Requirement
Reproduce each entry below exactly as it appears.

===== Entries shown

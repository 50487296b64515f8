use anyhow::{bail, Context, Result};
use cloudkit::provider::{Aws, Azure, Gcp, Provider};
use serde::{Deserialize, Serialize};
use std::fs;
use std::path::Path;

use crate::paths::PROJECT_CONFIG_FILE;

/// Which cloud the workspace's cluster lives on.
#[derive(Debug, Clone, Copy, PartialEq, Eq, Serialize, Deserialize)]
#[serde(rename_all = "lowercase")]
pub enum ProviderKind {
    Gcp,
    Aws,
    Azure,
}

/// Project configuration (`workspace.yaml` at the workspace root).
///
/// Carries the provider selection plus the handful of identifiers the
/// vendor CLIs need to materialize cluster credentials, and the local
/// namespace-naming policy.
#[derive(Debug, Clone, Serialize, Deserialize)]
pub struct ProjectConfig {
    pub provider: ProviderKind,
    pub cluster: String,
    #[serde(default, skip_serializing_if = "Option::is_none")]
    pub project: Option<String>,
    #[serde(default, skip_serializing_if = "Option::is_none")]
    pub region: Option<String>,
    #[serde(default, skip_serializing_if = "Option::is_none")]
    pub resource_group: Option<String>,
    /// Optional prefix applied to every release namespace.
    #[serde(default, skip_serializing_if = "Option::is_none")]
    pub namespace_prefix: Option<String>,
}

impl ProjectConfig {
    /// Load `workspace.yaml` from the workspace root.
    pub fn load(root: &Path) -> Result<Self> {
        let path = root.join(PROJECT_CONFIG_FILE);
        let content = fs::read_to_string(&path)
            .with_context(|| format!("Could not read {}", path.display()))?;
        serde_yaml::from_str(&content)
            .with_context(|| format!("Invalid {PROJECT_CONFIG_FILE} format"))
    }

    /// The namespace a repository's release is installed into.
    pub fn namespace_for(&self, repository: &str) -> String {
        match &self.namespace_prefix {
            Some(prefix) => format!("{prefix}{repository}"),
            None => repository.to_string(),
        }
    }

    /// Construct the active provider from the config.
    pub fn provider(&self) -> Result<Box<dyn Provider>> {
        match self.provider {
            ProviderKind::Gcp => {
                let project = self.require("project", self.project.as_deref())?;
                let region = self.require("region", self.region.as_deref())?;
                Ok(Box::new(Gcp::new(&self.cluster, project, region)))
            }
            ProviderKind::Aws => {
                let region = self.require("region", self.region.as_deref())?;
                Ok(Box::new(Aws::new(&self.cluster, region)))
            }
            ProviderKind::Azure => {
                let group = self.require("resource_group", self.resource_group.as_deref())?;
                Ok(Box::new(Azure::new(&self.cluster, group)))
            }
        }
    }

    fn require<'a>(&self, field: &str, value: Option<&'a str>) -> Result<&'a str> {
        match value {
            Some(v) if !v.is_empty() => Ok(v),
            _ => bail!(
                "{PROJECT_CONFIG_FILE}: `{field}` is required for provider {:?}",
                self.provider
            ),
        }
    }
}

==========

Exercise answer
repository 50487296b64515f8
use anyhow::{bail, Context, Result};
use cloudkit::provider::{Aws, Azure, Gcp, Provider};
use serde::{Deserialize, Serialize};
use std::fs;
use std::path::Path;

use crate::paths::PROJECT_CONFIG_FILE;

/// Which cloud the workspace's cluster lives on.
#[derive(Debug, Clone, Copy, PartialEq, Eq, Serialize, Deserialize)]
#[serde(rename_all = "lowercase")]
pub enum ProviderKind {
    Gcp,
    Aws,
    Azure,
}

/// Project configuration (`workspace.yaml` at the workspace root).
///
/// Carries the provider selection plus the handful of identifiers the
/// vendor CLIs need to materialize cluster credentials, and the local
/// namespace-naming policy.
#[derive(Debug, Clone, Serialize, Deserialize)]
pub struct ProjectConfig {
    pub provider: ProviderKind,
    pub cluster: String,
    #[serde(default, skip_serializing_if = "Option::is_none")]
    pub project: Option<String>,
    #[serde(default, skip_serializing_if = "Option::is_none")]
    pub region: Option<String>,
    #[serde(default, skip_serializing_if = "Option::is_none")]
    pub resource_group: Option<String>,
    /// Optional prefix applied to every release namespace.
    #[serde(default, skip_serializing_if = "Option::is_none")]
    pub namespace_prefix: Option<String>,
}

impl ProjectConfig {
    /// Load `workspace.yaml` from the workspace root.
    pub fn load(root: &Path) -> Result<Self> {
        let path = root.join(PROJECT_CONFIG_FILE);
        let content = fs::read_to_string(&path)
            .with_context(|| format!("Could not read {}", path.display()))?;
        serde_yaml::from_str(&content)
            .with_context(|| format!("Invalid {PROJECT_CONFIG_FILE} format"))
    }

    /// The namespace a repository's release is installed into.
    pub fn namespace_for(&self, repository: &str) -> String {
        match &self.namespace_prefix {
            Some(prefix) => format!("{prefix}{repository}"),
            None => repository.to_string(),
        }
    }

    /// Construct the active provider from the config.
    pub fn provider(&self) -> Result<Box<dyn Provider>> {
        match self.provider {
            ProviderKind::Gcp => {
                let project = self.require("project", self.project.as_deref())?;
                let region = self.require("region", self.region.as_deref())?;
                Ok(Box::new(Gcp::new(&self.cluster, project, region)))
            }
            ProviderKind::Aws => {
                let region = self.require("region", self.region.as_deref())?;
                Ok(Box::new(Aws::new(&self.cluster, region)))
            }
            ProviderKind::Azure => {
                let group = self.require("resource_group", self.resource_group.as_deref())?;
                Ok(Box::new(Azure::new(&self.cluster, group)))
            }
        }
    }

    fn require<'a>(&self, field: &str, value: Option<&'a str>) -> Result<&'a str> {
        match value {
            Some(v) if !v.is_empty() => Ok(v),
            _ => bail!(
                "{PROJECT_CONFIG_FILE}: `{field}` is required for provider {:?}",
                self.provider
            ),
        }
    }
}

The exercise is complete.